▸ Exercise: Bring together all lines from the listing below that contain the string "exists".

::::

// SPDX-License-Identifier: BUSL-1.1
// Copyright (c) 2026 Alfred Jean LLC

//! IPC protocol for daemon communication: a request/response command
//! channel, promoted per-connection to a write-only event broadcast once
//! a client sends `Subscribe`.
//!
//! Wire format: 4-byte length prefix (big-endian) + JSON payload.

use serde::{de::DeserializeOwned, Deserialize, Serialize};
use thiserror::Error;

/// Request from a CLI client to `forged`.
#[derive(Debug, Clone, Serialize, Deserialize, PartialEq)]
#[serde(tag = "type")]
pub enum Request {
    /// Health check ping
    Ping,

    /// Version handshake
    Hello { version: String },

    /// Persist a newly-constructed workflow so it can later be run
    SubmitWorkflow { workflow: serde_json::Value },

    /// Run a workflow's stage DAG to completion (or until a retry is due)
    RunWorkflow { workflow_id: String },

    /// Fetch a workflow's current state
    GetWorkflow { workflow_id: String },

    /// List known workflow ids
    ListWorkflows,

    /// Promote this connection to a write-only event broadcast feed
    Subscribe,

    /// Request daemon shutdown
    Shutdown,
}

/// Response from `forged` to a CLI client.
#[derive(Debug, Clone, Serialize, Deserialize, PartialEq)]
#[serde(tag = "type")]
pub enum Response {
    /// Health check response
    Pong,

    /// Version handshake response
    Hello { version: String },

    /// Generic success
    Ok,

    /// A workflow's current state, as stored
    WorkflowState { workflow: serde_json::Value },

    /// Known workflow ids
    WorkflowList { workflow_ids: Vec<String> },

    /// Error response
    Error { message: String },
}

/// Protocol errors
#[derive(Debug, Error)]
pub enum ProtocolError {
    #[error("IO error: {0}")]
    Io(#[from] std::io::Error),

    #[error("JSON error: {0}")]
    Json(#[from] serde_json::Error),

    #[error("Message too large: {size} bytes (max {max})")]
    MessageTooLarge { size: usize, max: usize },

    #[error("Connection closed")]
    ConnectionClosed,

    #[error("Timeout")]
    Timeout,
}

/// Maximum message size (200 MB)
pub const MAX_MESSAGE_SIZE: usize = 200 * 1024 * 1024;

/// Default IPC timeout
pub const DEFAULT_TIMEOUT: std::time::Duration = std::time::Duration::from_secs(5);

/// Protocol version, embedded in the `Hello` handshake.
pub const PROTOCOL_VERSION: &str = env!("CARGO_PKG_VERSION");

/// Encode a message to JSON bytes (without length prefix)
///
/// Use with `write_message()` which handles the length-prefix wire format.
pub fn encode<T: Serialize>(msg: &T) -> Result<Vec<u8>, ProtocolError> {
    let json = serde_json::to_vec(msg)?;

    if json.len() > MAX_MESSAGE_SIZE {
        return Err(ProtocolError::MessageTooLarge {
            size: json.len(),
            max: MAX_MESSAGE_SIZE,
        });
    }

    Ok(json)
}

/// Decode a message from wire format
pub fn decode<T: DeserializeOwned>(bytes: &[u8]) -> Result<T, ProtocolError> {
    Ok(serde_json::from_slice(bytes)?)
}

/// Read a length-prefixed message from an async reader
pub async fn read_message<R: tokio::io::AsyncReadExt + Unpin>(
    reader: &mut R,
) -> Result<Vec<u8>, ProtocolError> {
    // Read length prefix
    let mut len_buf = [0u8; 4];
    match reader.read_exact(&mut len_buf).await {
        Ok(_) => {}
        Err(e) if e.kind() == std::io::ErrorKind::UnexpectedEof => {
            return Err(ProtocolError::ConnectionClosed);
        }
        Err(e) => return Err(ProtocolError::Io(e)),
    }
    let len = u32::from_be_bytes(len_buf) as usize;

    if len > MAX_MESSAGE_SIZE {
        return Err(ProtocolError::MessageTooLarge {
            size: len,
            max: MAX_MESSAGE_SIZE,
        });
    }

    // Read payload
    let mut buf = vec![0u8; len];
    reader.read_exact(&mut buf).await?;
    Ok(buf)
}

/// Write a length-prefixed message to an async writer
pub async fn write_message<W: tokio::io::AsyncWriteExt + Unpin>(
    writer: &mut W,
    data: &[u8],
) -> Result<(), ProtocolError> {
    let len = data.len();
    if len > MAX_MESSAGE_SIZE {
        return Err(ProtocolError::MessageTooLarge {
            size: len,
            max: MAX_MESSAGE_SIZE,
        });
    }

    writer.write_all(&(len as u32).to_be_bytes()).await?;
    writer.write_all(data).await?;
    writer.flush().await?;
    Ok(())
}

/// Read a request with timeout
pub async fn read_request<R: tokio::io::AsyncReadExt + Unpin>(
    reader: &mut R,
    timeout: std::time::Duration,
) -> Result<Request, ProtocolError> {
    let bytes = tokio::time::timeout(timeout, read_message(reader))
        .await
        .map_err(|_| ProtocolError::Timeout)??;
    decode(&bytes)
}

/// Write a response with timeout
pub async fn write_response<W: tokio::io::AsyncWriteExt + Unpin>(
    writer: &mut W,
    response: &Response,
    timeout: std::time::Duration,
) -> Result<(), ProtocolError> {
    let data = encode(response)?;
    tokio::time::timeout(timeout, write_message(writer, &data))
        .await
        .map_err(|_| ProtocolError::Timeout)?
}

#[cfg(test)]
#[path = "protocol_tests.rs"]
mod tests;
// SPDX-License-Identifier: BUSL-1.1
// Copyright (c) 2026 Alfred Jean LLC

//! Workflow: the persistent DAG of stages the runtime schedules.

use std::collections::BTreeMap;

use serde::{Deserialize, Serialize};

use crate::stage::Stage;

crate::define_id! {
    /// Unique identifier for a workflow.
    pub struct WorkflowId;
}

/// Workflow status. Transitions monotonically forward unless explicitly
/// reset by crash recovery.
#[derive(Debug, Clone, Copy, PartialEq, Eq, Serialize, Deserialize)]
#[serde(rename_all = "snake_case")]
pub enum WorkflowStatus {
    NotStarted,
    Running,
    Succeeded,
    FailedContinue,
    Terminal,
    Canceled,
    Skipped,
}

impl WorkflowStatus {
    /// Non-terminal statuses that crash recovery resets to `Running` on startup.
    pub fn is_recoverable(self) -> bool {
        matches!(
            self,
            WorkflowStatus::Running
                | WorkflowStatus::Terminal
                | WorkflowStatus::Canceled
                | WorkflowStatus::FailedContinue
        )
    }

    pub fn is_done(self) -> bool {
        matches!(
            self,
            WorkflowStatus::Succeeded
                | WorkflowStatus::Terminal
                | WorkflowStatus::Canceled
                | WorkflowStatus::Skipped
        )
    }
}

#[derive(Debug, Clone, Serialize, Deserialize)]
pub struct Workflow {
    pub id: WorkflowId,
    pub status: WorkflowStatus,
    /// Stages keyed by their `ref_id`, insertion-ordered.
    pub stages: BTreeMap<String, Stage>,
    pub started_at_ms: Option<u64>,
    pub ended_at_ms: Option<u64>,
}

impl Workflow {
    pub fn new(id: WorkflowId) -> Self {
        Self {
            id,
            status: WorkflowStatus::NotStarted,
            stages: BTreeMap::new(),
            started_at_ms: None,
            ended_at_ms: None,
        }
    }

    pub fn add_stage(&mut self, stage: Stage) {
        self.stages.insert(stage.ref_id.clone(), stage);
    }

    pub fn stage(&self, ref_id: &str) -> Option<&Stage> {
        self.stages.get(ref_id)
    }

    pub fn stage_mut(&mut self, ref_id: &str) -> Option<&mut Stage> {
        self.stages.get_mut(ref_id)
    }
}

#[cfg(test)]
#[path = "workflow_tests.rs"]
mod tests;
// SPDX-License-Identifier: BUSL-1.1
// Copyright (c) 2026 Alfred Jean LLC

//! `forge logout [provider]` — remove a stored token, or every token.

use anyhow::Result;
use forge_gateway::TokenStore;

use super::{parse_provider_name, Ctx};

#[derive(clap::Args)]
pub struct LogoutArgs {
    /// Provider to remove (omit to remove every stored token)
    #[arg(value_parser = parse_provider_name)]
    pub provider: Option<String>,
}

pub async fn handle(args: LogoutArgs, _ctx: &Ctx) -> Result<()> {
    let home = super::home_dir()?;
    let store = TokenStore::open(&home).map_err(|e| anyhow::anyhow!(e))?;

    match args.provider {
        Some(provider) => {
            store.delete(&provider).map_err(|e| anyhow::anyhow!(e))?;
            println!("removed token for {provider}");
        }
        None => {
            for provider in store.list_providers().map_err(|e| anyhow::anyhow!(e))? {
                store.delete(&provider).map_err(|e| anyhow::anyhow!(e))?;
            }
            println!("removed all stored tokens");
        }
    }

    Ok(())
}
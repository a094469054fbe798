// SPDX-License-Identifier: BUSL-1.1
// Copyright (c) 2026 Alfred Jean LLC

use tempfile::tempdir;

use super::*;

fn isolated_config() -> (tempfile::TempDir, tempfile::TempDir, Config) {
    let project = tempdir().unwrap();
    let home = tempdir().unwrap();
    std::env::set_var("FORGE_HOME", home.path());
    let config = Config::load(project.path());
    (project, home, config)
}

#[tokio::test]
async fn startup_binds_the_socket_and_creates_the_forge_dir() {
    let (_project, _home, config) = isolated_config();
    let result = startup(&config).await.unwrap();
    assert!(config.socket_path.exists());
    assert!(config.forge_dir.is_dir());
    result.daemon.shutdown().unwrap();
    assert!(!config.socket_path.exists());
}

#[tokio::test]
async fn a_second_startup_against_the_same_project_fails_the_lock() {
    let (_project, _home, config) = isolated_config();
    let first = startup(&config).await.unwrap();

    let err = startup(&config).await.unwrap_err();
    assert!(matches!(err, DaemonError::LockFailed));

    first.daemon.shutdown().unwrap();
}

#[tokio::test]
async fn startup_recovers_a_workflow_left_running_by_a_crash() {
    let (_project, _home, config) = isolated_config();
    {
        let store = Store::open(&config.db_path).unwrap();
        let mut wf = forge_core::Workflow::new(forge_core::WorkflowId::new("wf-crash"));
        wf.status = forge_core::WorkflowStatus::Running;
        let mut stage = forge_core::Stage::new("implement", "implement", "Implement");
        stage.status = forge_core::StageStatus::Running;
        wf.add_stage(stage);
        store.save_workflow(&wf, 1_000).unwrap();
    }

    let result = startup(&config).await.unwrap();
    let wf = result
        .daemon
        .services
        .store
        .require_workflow(&forge_core::WorkflowId::new("wf-crash"))
        .unwrap();
    assert_eq!(wf.stage("implement").unwrap().status, forge_core::StageStatus::NotStarted);

    result.daemon.shutdown().unwrap();
}
// SPDX-License-Identifier: BUSL-1.1
// Copyright (c) 2026 Alfred Jean LLC

use super::*;

fn principle(name: &str, passed: bool, score: f64) -> PrincipleResult {
    PrincipleResult::new(name, passed, score, Vec::new())
}

#[test]
fn assemble_weights_scored_pillars() {
    let scored = vec![
        principle(PRINCIPLE_TESTED, true, 1.0),
        principle(PRINCIPLE_READABLE, true, 1.0),
        principle(PRINCIPLE_UNDERSTANDABLE, true, 1.0),
        principle(PRINCIPLE_SECURED, true, 1.0),
        principle(PRINCIPLE_TRACKABLE, true, 1.0),
    ];
    let completeness = principle(PRINCIPLE_COMPLETENESS, true, 1.0);
    let report = QualityReport::assemble(scored, completeness, PASS_SCORE_THRESHOLD, None);
    assert!((report.score - 1.0).abs() < 1e-9);
    assert!(report.passed);
}

#[test]
fn failing_completeness_fails_the_gate_even_with_a_perfect_score() {
    let scored = vec![
        principle(PRINCIPLE_TESTED, true, 1.0),
        principle(PRINCIPLE_READABLE, true, 1.0),
        principle(PRINCIPLE_UNDERSTANDABLE, true, 1.0),
        principle(PRINCIPLE_SECURED, true, 1.0),
        principle(PRINCIPLE_TRACKABLE, true, 1.0),
    ];
    let mut completeness = principle(PRINCIPLE_COMPLETENESS, false, 0.0);
    completeness.issues.push(Issue::error("missing manifest"));
    let report = QualityReport::assemble(scored, completeness, PASS_SCORE_THRESHOLD, None);
    assert!(!report.passed);
    assert_eq!(report.total_errors, 1);
}

#[test]
fn clamp_threshold_respects_bounds() {
    assert_eq!(clamp_threshold(-1.0), QUALITY_THRESHOLD_MIN);
    assert_eq!(clamp_threshold(5.0), QUALITY_THRESHOLD_MAX);
    assert_eq!(clamp_threshold(0.5), 0.5);
}
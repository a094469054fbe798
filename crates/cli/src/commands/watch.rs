// SPDX-License-Identifier: BUSL-1.1
// Copyright (c) 2026 Alfred Jean LLC

//! `forge watch [path]` — stream live events from a project's daemon.

use std::path::{Path, PathBuf};

use anyhow::Result;
use tokio::io::AsyncBufReadExt;

use crate::client::DaemonClient;
use crate::color;

#[derive(clap::Args)]
pub struct WatchArgs {
    /// Project directory to watch (defaults to the current directory)
    pub path: Option<PathBuf>,
}

pub async fn handle(args: WatchArgs, project_root: &Path) -> Result<()> {
    let target = args.path.unwrap_or_else(|| project_root.to_path_buf());
    let client = DaemonClient::for_query(&target)?;
    let mut lines = client.subscribe().await?;

    loop {
        tokio::select! {
            line = lines.next_line() => {
                match line? {
                    Some(line) => print_event(&line),
                    None => return Ok(()),
                }
            }
            _ = tokio::signal::ctrl_c() => return Ok(()),
        }
    }
}

fn print_event(line: &str) {
    let Ok(value) = serde_json::from_str::<serde_json::Value>(line) else {
        return;
    };

    let kind = value.get("k").and_then(|v| v.as_str()).unwrap_or("?");
    let code = value.get("c").and_then(|v| v.as_str()).unwrap_or("????");
    let label = value.get("l").and_then(|v| v.as_str());
    let message = value.get("m").and_then(|v| v.as_str());

    let header = color::header(&format!("[{code}]"));
    match (label, message) {
        (Some(l), Some(m)) => println!("{header} {}: {}", l, m),
        (Some(l), None) => println!("{header} {}", l),
        (None, Some(m)) => println!("{header} {}", m),
        (None, None) => println!("{header} {kind}"),
    }
}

::::

▸ Exercise answer:
    assert!(config.socket_path.exists());
    assert!(!config.socket_path.exists());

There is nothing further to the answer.